You extend Sprite class:
class MySpriteBlur : public Sprite {
public:
~MySpriteBlur();
bool initWithTexture(Texture2D* texture, const Rect& rect);
void initGLProgram();
static MySpriteBlur *create(const char *pszFileName);
void setBlurRadius(float radius);
void setBlurSampleNum(float num);
protected:
float _blurRadius;
float _blurSampleNum;
};
And then implement it:
MySpriteBlur::~MySpriteBlur() {
}
MySpriteBlur* MySpriteBlur::create(const char *pszFileName) {
MySpriteBlur* pRet = new (std::nothrow) MySpriteBlur();
if (pRet && pRet->initWithFile(pszFileName)) {
pRet->autorelease();
} else {
CC_SAFE_DELETE(pRet);
}
return pRet;
}
bool MySpriteBlur::initWithTexture(Texture2D* texture, const Rect& rect) {
_blurRadius = 0;
if (Sprite::initWithTexture(texture, rect)) {
#if CC_ENABLE_CACHE_TEXTURE_DATA
auto listener = EventListenerCustom::create(EVENT_RENDERER_RECREATED, [this](EventCustom* event) {
initGLProgram();
});
_eventDispatcher->addEventListenerWithSceneGraphPriority(listener, this);
#endif
initGLProgram();
return true;
}
return false;
}
void MySpriteBlur::initGLProgram() {
std::string fragSource = FileUtils::getInstance()->getStringFromFile(
FileUtils::getInstance()->fullPathForFilename("shaders/example_blur.fsh"));
auto program = GLProgram::createWithByteArrays(ccPositionTextureColor_noMVP_vert, fragSource.data());
auto glProgramState = GLProgramState::getOrCreateWithGLProgram(program);
setGLProgramState(glProgramState);
auto size = getTexture()->getContentSizeInPixels();
getGLProgramState()->setUniformVec2("resolution", size);
getGLProgramState()->setUniformFloat("blurRadius", _blurRadius);
getGLProgramState()->setUniformFloat("sampleNum", 7.0f);
}
void MySpriteBlur::setBlurRadius(float radius) {
_blurRadius = radius;
getGLProgramState()->setUniformFloat("blurRadius", _blurRadius);
}
void MySpriteBlur::setBlurSampleNum(float num) {
_blurSampleNum = num;
getGLProgramState()->setUniformFloat("sampleNum", _blurSampleNum);
}
Hope that will help!
You have three options:
1) make a blurred background in photoshop (quick and simple, but extra size),
2) use a shader (not that simple and blur is a heavy operation),
3) redraw (on the fly) your background making it a new texture.
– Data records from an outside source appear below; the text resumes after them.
// Copyright 2025 the Chemdraw Authors
// SPDX-License-Identifier: Apache-2.0 OR MIT

//! Chemdraw Hull: convex outlines around rendered atom labels.
//!
//! Bond layout keeps bond lines from running underneath atom text by trimming
//! every bond end against a convex polygon, the atom's *hull*, that bounds the
//! atom's visible glyphs (element symbol, implicit hydrogens, charge, isotope
//! mark, electron dots). An atom with nothing drawn, such as a bare carbon
//! vertex, has an empty hull, which is a normal state rather than an error.
//!
//! - [`AtomHull`] is the value type consumed read-only by bond layout.
//! - [`HullSource`] is the seam to whatever measures text: it maps an atom
//!   key to its hull. Closures implement it directly.
//! - [`GlyphHullProvider`] is a ready-made source that builds hulls from the
//!   glyph rectangles in [`AtomGlyphs`].
//!
//! ```rust
//! use kurbo::{Point, Rect};
//! use chemdraw_hull::{AtomGlyphs, GlyphHullProvider};
//!
//! let provider = GlyphHullProvider::new(1.0);
//! let glyphs = AtomGlyphs {
//!     label: Some(Rect::new(-4.0, -5.0, 4.0, 5.0)),
//!     hydrogens: Some(Rect::new(4.0, -5.0, 12.0, 5.0)),
//!     ..AtomGlyphs::default()
//! };
//! let hull = provider.hull_for(&glyphs);
//! assert!(hull.contains(Point::new(10.0, 0.0)));
//! assert!(provider.hull_for(&AtomGlyphs::default()).is_empty());
//! ```
//!
//! This crate is `no_std` + `alloc`.

#![no_std]

extern crate alloc;

mod hull;
mod provider;

pub use hull::AtomHull;
pub use provider::{AtomGlyphs, GlyphHullProvider, HullSource};
// Copyright 2025 the Chemdraw Authors
// SPDX-License-Identifier: Apache-2.0 OR MIT

//! Placement of the extra lines of double and triple bonds.
//!
//! A double bond either straddles the atom axis (both lines offset by half the
//! separation) or keeps its main line on the axis and puts the extra line on
//! one side. The side comes from explicit [`Placement`], else from the side
//! the ring centroid is on. A side-placed extra line is then shortened so it
//! fits inside the ring or the angle to neighbouring bonds:
//! - when the centroid is roughly square to the bond (a convex ring), clip it
//!   against the rays from each atom to the centroid;
//! - otherwise, and always for acyclic bonds, clip it against the bisector
//!   between the bond and the first neighbouring bond whose bisector crosses it.

use chemdraw_geom::{Side, angle_between_deg, intersect_lines, rotate, side_of, signed_angle};
use kurbo::{Line, Point};

use crate::builder::Axis;
use crate::trace::{Fallback, LayoutTrace, SideReason, Terminal};
use crate::trim::trim_line;
use crate::{BondShape, BondSpec, LayoutConfig, Neighbour, Placement};

/// Picks the side for a double bond's extra line, along with the centroid on
/// that side if there is one. `None` means the lines straddle the axis.
pub(crate) fn choose_side(
    spec: &BondSpec,
    axis: &Axis,
    trace: &mut (impl LayoutTrace + ?Sized),
) -> Option<(Side, Option<Point>)> {
    let centroids = [
        (spec.ring_centroid, SideReason::RingCentroid),
        (spec.secondary_ring_centroid, SideReason::SecondaryRingCentroid),
    ];
    let centroid_side = centroids.iter().find_map(|(c, reason)| {
        let c = (*c)?;
        side_of(c, axis.start, axis.unit).map(|side| (side, c, *reason))
    });

    let explicit = match spec.placement {
        Placement::Clockwise => Some(Side::Left),
        Placement::Anticlockwise => Some(Side::Right),
        Placement::None => None,
    };
    if let Some(side) = explicit {
        trace.offset_side(side, SideReason::Placement);
        let centroid = centroids
            .iter()
            .filter_map(|(c, _)| *c)
            .find(|c| side_of(*c, axis.start, axis.unit) == Some(side));
        return Some((side, centroid));
    }

    match centroid_side {
        Some((side, c, reason)) => {
            trace.offset_side(side, reason);
            Some((side, Some(c)))
        }
        None => {
            if spec.ring_centroid.is_some() || spec.secondary_ring_centroid.is_some() {
                trace.fallback(Fallback::CollinearCentroid);
            }
            None
        }
    }
}

/// Clips the extra line against the bisector of the bond and the first
/// neighbour whose bisector crosses it. `near` is the end of the extra line
/// at `atom`.
fn split_angle(
    atom: Point,
    other: Point,
    neighbours: &[Neighbour],
    near: Point,
    far: Point,
) -> Option<Point> {
    let bond = other - atom;
    for neighbour in neighbours {
        let v = neighbour.far - atom;
        let Some(theta) = signed_angle(v, bond) else {
            continue;
        };
        let bisector = rotate(v, theta / 2.0);
        let Some((t, u)) = intersect_lines(near, far, atom, atom + bisector) else {
            continue;
        };
        if t > 0.0 && t < 1.0 && u > 0.0 {
            return Some(near.lerp(far, t));
        }
    }
    None
}

/// Clips the extra line against the ray from `atom` to `centroid`.
fn clip_to_centroid(atom: Point, centroid: Point, near: Point, far: Point) -> Option<Point> {
    let (t, _) = intersect_lines(near, far, atom, centroid)?;
    (t > 0.0 && t < 1.0).then(|| near.lerp(far, t))
}

fn shorten_inner(
    spec: &BondSpec,
    axis: &Axis,
    inner: Line,
    centroid: Option<Point>,
    config: &LayoutConfig,
    trace: &mut (impl LayoutTrace + ?Sized),
) -> Line {
    let start_free = spec.start.hull.is_empty();
    let end_free = spec.end.hull.is_empty();

    let convex = centroid.filter(|c| {
        let mid = axis.start.midpoint(axis.end);
        angle_between_deg(*c - mid, axis.unit).is_some_and(|a| config.in_ring_window(a))
    });

    if let Some(c) = convex {
        let mut clip = |free: bool, atom: Point, near: Point, far: Point, terminal: Terminal| {
            if !free {
                return near;
            }
            clip_to_centroid(atom, c, near, far).unwrap_or_else(|| {
                trace.fallback(Fallback::InnerLineUnclipped(terminal));
                near
            })
        };
        let p0 = clip(start_free, axis.start, inner.p0, inner.p1, Terminal::Start);
        let p1 = clip(end_free, axis.end, inner.p1, inner.p0, Terminal::End);
        return Line::new(p0, p1);
    }

    let p0 = if start_free {
        split_angle(axis.start, axis.end, &spec.start.neighbours, inner.p0, inner.p1)
            .unwrap_or(inner.p0)
    } else {
        inner.p0
    };
    let p1 = if end_free {
        split_angle(axis.end, axis.start, &spec.end.neighbours, inner.p1, inner.p0)
            .unwrap_or(inner.p1)
    } else {
        inner.p1
    };
    Line::new(p0, p1)
}

/// Lines of a double bond (order 1.5 or 2).
pub(crate) fn double_shape(
    spec: &BondSpec,
    axis: &Axis,
    config: &LayoutConfig,
    trace: &mut (impl LayoutTrace + ?Sized),
) -> BondShape {
    let sep = config.line_separation(spec.bond_length);
    let (primary, secondary) = match choose_side(spec, axis, trace) {
        Some((side, centroid)) => {
            let inner = axis.offset(side.sign() * sep);
            let inner = shorten_inner(spec, axis, inner, centroid, config, trace);
            (axis.line(), inner)
        }
        None => (axis.offset(sep / 2.0), axis.offset(-sep / 2.0)),
    };
    BondShape::Double {
        primary: trim_line(primary, spec, trace),
        secondary: trim_line(secondary, spec, trace),
        crossed: false,
    }
}

/// Crossed lines of a double bond with undefined geometry.
pub(crate) fn crossed_double_shape(
    spec: &BondSpec,
    axis: &Axis,
    config: &LayoutConfig,
    trace: &mut (impl LayoutTrace + ?Sized),
) -> BondShape {
    let half = config.line_separation(spec.bond_length) / 2.0;
    let n = axis.normal * half;
    let primary = Line::new(axis.start + n, axis.end - n);
    let secondary = Line::new(axis.start - n, axis.end + n);
    BondShape::Double {
        primary: trim_line(primary, spec, trace),
        secondary: trim_line(secondary, spec, trace),
        crossed: true,
    }
}

/// Lines of a triple bond (order 2.5 or 3), always symmetric about the axis.
pub(crate) fn triple_shape(
    spec: &BondSpec,
    axis: &Axis,
    config: &LayoutConfig,
    trace: &mut (impl LayoutTrace + ?Sized),
) -> BondShape {
    let sep = config.line_separation(spec.bond_length);
    BondShape::Triple {
        primary: trim_line(axis.line(), spec, trace),
        secondary: trim_line(axis.offset(sep), spec, trace),
        tertiary: trim_line(axis.offset(-sep), spec, trace),
    }
}
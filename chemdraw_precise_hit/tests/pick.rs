// Copyright 2025 the Chemdraw Authors
// SPDX-License-Identifier: Apache-2.0 OR MIT

//! Tests for the `chemdraw_precise_hit` crate against real bond layouts.

use chemdraw_bond_layout::{
    BondEnd, BondLayout, BondOrder, BondSpec, BondStereo, Diagram, DiagramAtom, DiagramBond,
    LayoutBuilder,
};
use chemdraw_precise_hit::{HitKind, HitParams, PreciseHitTest, pick};
use kurbo::Point;

fn layout(order: BondOrder, stereo: BondStereo) -> BondLayout {
    let spec = BondSpec::new(
        BondEnd::new(Point::new(0.0, 0.0)),
        BondEnd::new(Point::new(20.0, 0.0)),
        order,
        20.0,
    )
    .with_stereo(stereo);
    LayoutBuilder::default().build(&spec)
}

#[test]
fn double_bond_gap_is_not_a_hit() {
    // Straddled lines at y = ±2.
    let double = layout(BondOrder::Double, BondStereo::None);
    let params = HitParams {
        stroke_tolerance: 0.25,
        ..HitParams::default()
    };
    assert!(double.hit_test_local(Point::new(10.0, 2.2), &params).is_some());
    assert!(double.hit_test_local(Point::new(10.0, 0.0), &params).is_none());
}

#[test]
fn wedge_is_hit_as_fill() {
    let wedge = layout(BondOrder::Single, BondStereo::Wedge);
    let params = HitParams::default();
    let hit = wedge.hit_test_local(Point::new(18.0, 1.0), &params).unwrap();
    assert_eq!(hit.kind, HitKind::Fill);
    assert_eq!(hit.distance, 0.0);
    // Near the apex the wedge is narrow.
    assert!(wedge.hit_test_local(Point::new(2.0, 2.0), &params).is_none());
}

#[test]
fn wavy_bond_is_hit_on_the_curve() {
    let wavy = layout(BondOrder::Single, BondStereo::Indeterminate);
    let params = HitParams::default();
    let hit = wavy.hit_test_local(Point::new(0.0, 0.0), &params).unwrap();
    assert_eq!(hit.kind, HitKind::Stroke);
    assert!(wavy.hit_test_local(Point::new(10.0, 10.0), &params).is_none());
}

#[test]
fn pick_returns_closest_bond() {
    let mut diagram = Diagram::new(20.0);
    let a = diagram.add_atom(DiagramAtom::new(Point::new(0.0, 0.0)));
    let b = diagram.add_atom(DiagramAtom::new(Point::new(20.0, 0.0)));
    let c = diagram.add_atom(DiagramAtom::new(Point::new(20.0, 3.0)));
    diagram.add_bond(DiagramBond::new(a, b, 1.0));
    diagram.add_bond(DiagramBond::new(a, c, 1.0));
    diagram.add_bond(DiagramBond::new(b, c, 9.0));
    let layouts = diagram.layout_bonds(&LayoutBuilder::default());

    let candidates = layouts
        .iter()
        .enumerate()
        .filter_map(|(i, l)| l.as_ref().map(|l| (i, l)));
    let params = HitParams::default();

    let (index, score) = pick(candidates.clone(), Point::new(19.0, 0.4), &params).unwrap();
    assert_eq!(index, 0);
    assert!(score.distance < 0.5);

    let (index, _) = pick(candidates.clone(), Point::new(19.0, 2.9), &params).unwrap();
    assert_eq!(index, 1);

    assert!(pick(candidates, Point::new(10.0, -10.0), &params).is_none());
}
Here's my post how to draw on texture:
http://discuss.cocos2d-x.org/t/is-it-possible-to-erase-some-pixels-from-a-sprite/34460/5?u=piotrros
Knowing this here's a function from my project, which blurs one image (a data array) to another one:
void Sample::blur(unsigned char* inputData, unsigned char* outputData, float r) {
int R2 = pow(r + 2, 2);
for(int i = 0; i < canvasHeight; i++){
for(int j = 0; j < canvasWidth; j++) {
int val1 = 0;
int val2 = 0;
int val3 = 0;
int val4 = 0;
int index2 = (j + (canvasHeight - i - 1) * canvasWidth) * 4;
for(int iy = i - r; iy < i + r + 1; iy++){
for(int ix = j - r; ix < j + r + 1; ix++) {
int x = CLAMP(ix, 0, canvasWidth - 1);
int y = CLAMP(iy, 0, canvasHeight - 1);
int index = (x + (canvasHeight - y - 1) * canvasWidth) * 4;
val1 += inputData[index];
val2 += inputData[index + 1];
val3 += inputData[index + 2];
val4 += inputData[index + 3];
}
}
outputData[index2] = val1 / R2;
outputData[index2 + 1] = val2 / R2;
outputData[index2 + 2] = val3 / R2;
outputData[index2 + 3] = val4 / R2;
}
}
}
Just remember that blur is heavy and long operation so if you have a big image it may take a while.